BTW, Sun, you have a list of complaints, one of which is:
When there is a dispute between Japan and China on the East China Sea EEZ, the West blames China for aggression, regardless of the fact that China has legitimate claim based on UN LOS, or that Japan's claim in based on a disputable claim on another piece of rock
The EEZ issue seems to favor China -- quite true. But either the Senkakus belong to Taiwan, or they belong to Japan (I'm not entering that debate). But under no circumstances do they belong to China. And the Senkaku debate beautifully falsifies your claim that democracy will mellow China: both Taiwan and Japan are democracies, however imperfect, and neither has shown any willingness to back down on the claim to a clump of uninhabited islets.

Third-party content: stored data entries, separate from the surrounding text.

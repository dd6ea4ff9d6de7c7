//! Wall-of-Fame database model

use chrono::{DateTime, Utc};
use sqlx::FromRow;

/// Database model for wall_of_fame table
#[derive(Debug, Clone, FromRow)]
pub struct WallOfFameModel {
    pub id: i64,
    pub post_id: i64,
    pub title: String,
    pub media_url: String,
    pub description: Option<String>,
    pub likes: i64,
    pub post_created_at: DateTime<Utc>,
    pub archived_at: DateTime<Utc>,
}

Whatever makes you think China will thus give up any claim to Taiwan in the unlikely event that it becomes a democracy?
[Taiwan] [China]
Hey, we agreed on the fact that one shall not assume daioyu's/senkakus belong to either nation (i said it was disputed).
ReplyDeleteall i was 'complaining' was that both sides should be treated equally in this dispute, which is not what I saw in the some western media (major newspapers do give a fair coverage about the underlying facts though).
btw, china's claim to diaoyu is via its claim to 'taiwan province/sar'. so ...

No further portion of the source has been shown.